▸ Your assignment
Exactly as they appear, set down all of the records.

▸ Data records
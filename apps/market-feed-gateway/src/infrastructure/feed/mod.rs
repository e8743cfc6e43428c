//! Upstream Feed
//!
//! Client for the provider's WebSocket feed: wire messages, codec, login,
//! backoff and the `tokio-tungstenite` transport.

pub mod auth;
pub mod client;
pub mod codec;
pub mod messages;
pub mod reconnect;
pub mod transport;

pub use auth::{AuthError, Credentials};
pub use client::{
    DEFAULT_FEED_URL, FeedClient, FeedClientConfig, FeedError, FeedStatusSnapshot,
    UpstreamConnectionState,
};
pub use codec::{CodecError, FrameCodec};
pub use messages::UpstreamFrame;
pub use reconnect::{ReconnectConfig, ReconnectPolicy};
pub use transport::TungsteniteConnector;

▸ Your solution
filename apps/market-feed-gateway/src/infrastructure/feed/mod.rs
repository e8743cfc6e43428c
//! Upstream Feed
//!
//! Client for the provider's WebSocket feed: wire messages, codec, login,
//! backoff and the `tokio-tungstenite` transport.

pub mod auth;
pub mod client;
pub mod codec;
pub mod messages;
pub mod reconnect;
pub mod transport;

pub use auth::{AuthError, Credentials};
pub use client::{
    DEFAULT_FEED_URL, FeedClient, FeedClientConfig, FeedError, FeedStatusSnapshot,
    UpstreamConnectionState,
};
pub use codec::{CodecError, FrameCodec};
pub use messages::UpstreamFrame;
pub use reconnect::{ReconnectConfig, ReconnectPolicy};
pub use transport::TungsteniteConnector;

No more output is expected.